LSG Berlin und Brandenburg: diabetes mellitus, hauptsache, versorgung, nahrung, erlass, rechtsschutz, zivilprozessordnung, obsiegen, demenz, interessenabwägung

Landessozialgericht Berlin-Brandenburg
Beschluss vom 14.03.2006 (nicht rechtskräftig)
Sozialgericht Cottbus S 6 P 4/05
Landessozialgericht Berlin-Brandenburg L 24 P 2/06 ER
Der Antrag der Klägerin auf Erlass einer einstweiligen Anordnung wird abgewiesen. Kosten des Antragsverfahrens
haben die Beteiligten einander nicht zu erstatten.
Gründe:
I.
Die Klägerin begehrt im Hauptsacheverfahren von der Beklagten Leistungen nach der Pflegestufe I.
Das Sozialgericht hat hierzu folgenden Sachverhalt – den auch der Senat nach Überprüfung für zutreffend hält –
festgestellt:
Die 1935 geborene Klägerin leidet an einem insulinpflichtigen Diabetes mellitus und Herzinsuffizienz. Sie wohnt allein
und wird von der im gleichen Ort wohnenden Nichte betreut.
Am 12. November 2003 beantragte die Klägerin bei der Beklagten Leistungen der Pflegeversicherung, weil sie Hilfe
beim Waschen, Duschen und Baden, teilweise bei der Zahnpflege, beim Kämmen, bei der mundgerechten Zubereitung
der Nahrung, beim An- und Auskleiden, beim Treppensteigen, beim Verlassen und Wiederaufsuchen der Wohnung und
bei der hauswirtschaftlichen Versorgung benötige. Die Beklagte ließ die Klägerin durch die Ärztin Frau M in häuslicher
Umgebung untersuchen. Frau M stellte in ihrem Gutachten vom 08. April 2004 fest, dass ein Hilfebedarf bei der
Ganzkörperwäsche, beim Duschen, beim Ankleiden und bei der hauswirtschaftlichen Versorgung mit einem
Zeitaufwand für die Grundpflege von 24 Minuten bestehe. Daraufhin lehnte die Beklagte mit Bescheid vom 23. April
2004 die Bewilligung von Pflegegeld ab, weil der vom Gesetzgeber geforderte zeitliche tägliche Mindestpflegeaufwand
nicht vorläge. Mit dem dagegen eingelegten Widerspruch trug die Klägerin vor, der zeitliche Aufwand für die einzelnen
Pflegeleistungen sei zu gering berücksichtigt worden. Im Widerspruchsverfahren wurde ein Pflegetagebuch geführt,
wegen dessen Einzelheiten auf die Verwaltungsakte der Beklagten verwiesen wird. Die Beklagte wies den
Widerspruch mit Widerspruchsbescheid vom 16. Dezember 2004, der Klägerin zugestellt am 03. Januar 2005, als
unbegründet zurück. Zur Begründung führte sie aus, für eine Zuordnung zur Pflegestufe I werde weder die geforderte
Häufigkeit des Hilfebedarfs noch der festgelegte Zeitaufwand, den ein Familienangehöriger oder eine andere nicht als
Pflegekraft ausgebildete Pflegeperson benötige, erreicht.

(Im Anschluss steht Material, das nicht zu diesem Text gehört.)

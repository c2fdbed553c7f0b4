use axum::extract::rejection::{JsonRejection, PathRejection, QueryRejection};
use axum::http::StatusCode;
use axum::response::{IntoResponse, Response};
use serde_json::{json, Map, Value};

use genqueue_core::error::{CoreError, JobError};
use genqueue_core::types::JobId;
use genqueue_worker::QueueError;

/// Application-level error type for HTTP handlers.
///
/// Every variant renders as `{"success": false, "error", "code", ...}`
/// with the job id attached when the failure is about one job.
#[derive(Debug, thiserror::Error)]
pub enum AppError {
    /// A domain-level error from `genqueue_core`.
    #[error(transparent)]
    Core(#[from] CoreError),

    /// A job-level error, e.g. a wait that ran out of budget.
    #[error(transparent)]
    Job(#[from] JobError),

    /// The queue has shut down and no longer accepts submissions.
    #[error("Job queue is not accepting submissions")]
    NotAccepting,

    /// A bad request with a human-readable message.
    #[error("Bad request: {0}")]
    BadRequest(String),

    /// An internal error with a human-readable message.
    #[error("Internal error: {0}")]
    InternalError(String),
}

/// Convenience type alias for handler return values.
pub type AppResult<T> = Result<T, AppError>;

impl From<QueueError> for AppError {
    fn from(err: QueueError) -> Self {
        match err {
            QueueError::Core(core) => AppError::Core(core),
            QueueError::Job(job) => AppError::Job(job),
            QueueError::NotAccepting => AppError::NotAccepting,
        }
    }
}

impl From<JsonRejection> for AppError {
    fn from(rejection: JsonRejection) -> Self {
        AppError::BadRequest(rejection.body_text())
    }
}

impl From<PathRejection> for AppError {
    fn from(rejection: PathRejection) -> Self {
        AppError::BadRequest(rejection.body_text())
    }
}

impl From<QueryRejection> for AppError {
    fn from(rejection: QueryRejection) -> Self {
        AppError::BadRequest(rejection.body_text())
    }
}

impl From<validator::ValidationErrors> for AppError {
    fn from(errors: validator::ValidationErrors) -> Self {
        AppError::Core(CoreError::Validation(errors.to_string()))
    }
}

impl AppError {
    /// The job this failure is about, if any.
    fn job_id(&self) -> Option<JobId> {
        match self {
            AppError::Job(JobError::WaitTimeout { job_id, .. }) => Some(*job_id),
            AppError::Job(JobError::JobNotFound(id)) => Some(*id),
            AppError::Core(CoreError::NotFound { entity, id }) if *entity == "Job" => Some(*id),
            _ => None,
        }
    }
}

impl IntoResponse for AppError {
    fn into_response(self) -> Response {
        let (status, code, message) = match &self {
            // --- CoreError variants ---
            AppError::Core(core) => match core {
                CoreError::NotFound { entity, id } => (
                    StatusCode::NOT_FOUND,
                    "NOT_FOUND",
                    format!("{entity} with id {id} not found"),
                ),
                CoreError::Validation(msg) => {
                    (StatusCode::BAD_REQUEST, "VALIDATION_ERROR", msg.clone())
                }
                CoreError::Conflict(msg) => (StatusCode::CONFLICT, "CONFLICT", msg.clone()),
                CoreError::Internal(msg) => {
                    tracing::error!(error = %msg, "Internal core error");
                    (
                        StatusCode::INTERNAL_SERVER_ERROR,
                        "INTERNAL_ERROR",
                        "An internal error occurred".to_string(),
                    )
                }
            },

            // --- JobError variants ---
            AppError::Job(job) => {
                let status = match job {
                    JobError::JobNotFound(_) => StatusCode::NOT_FOUND,
                    JobError::WaitTimeout { .. } => StatusCode::REQUEST_TIMEOUT,
                    JobError::InvalidPayload(_) => StatusCode::BAD_REQUEST,
                    JobError::ResourceUnavailable(_) | JobError::Busy => {
                        StatusCode::SERVICE_UNAVAILABLE
                    }
                    JobError::ParseFailure { .. }
                    | JobError::GenerationFailure(_)
                    | JobError::HandlerPanic(_) => StatusCode::INTERNAL_SERVER_ERROR,
                };
                (status, job.code(), job.to_string())
            }

            // --- HTTP-specific errors ---
            AppError::NotAccepting => (
                StatusCode::SERVICE_UNAVAILABLE,
                "NOT_ACCEPTING",
                self.to_string(),
            ),
            AppError::BadRequest(msg) => (StatusCode::BAD_REQUEST, "BAD_REQUEST", msg.clone()),
            AppError::InternalError(msg) => {
                tracing::error!(error = %msg, "Internal error");
                (
                    StatusCode::INTERNAL_SERVER_ERROR,
                    "INTERNAL_ERROR",
                    "An internal error occurred".to_string(),
                )
            }
        };

        let mut body = Map::new();
        body.insert("success".into(), Value::Bool(false));
        body.insert("error".into(), Value::String(message));
        body.insert("code".into(), json!(code));
        if let Some(job_id) = self.job_id() {
            body.insert("job_id".into(), json!(job_id));
        }

        (status, axum::Json(Value::Object(body))).into_response()
    }
}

Dagegen hat die Klägerin am 01. Februar 2005 Klage erhoben.
Sie trägt vor, sie müsse zweimal täglich gespritzt werden, es bestehe ein Mehraufwand bei der Zubereitung der
Nahrung und sie bedürfe wegen der Polyneuropathie beider Beine bei allen Verrichtungen der Hilfe.
Die Klägerin beantragt,
die Beklagte unter Aufhebung des Bescheides vom 23. April 2004 in Gestalt des Widerspruchsbescheids vom 16.
Dezember 2004 zu verurteilen, der Klägerin ab 24. November 2003 Pflegegeld nach Pflegestufe I zu gewähren.
Die Beklagte beantragt,
die Klage abzuweisen.
Sie bezieht sich auf ihr Vorbringen im Widerspruchsbescheid.
Das Gericht hat einen Befundbericht der behandelnden Ärztin der Frau W eingeholt. Wegen der Einzelheiten des
Befundberichtes wird auf die Gerichtsakte verwiesen.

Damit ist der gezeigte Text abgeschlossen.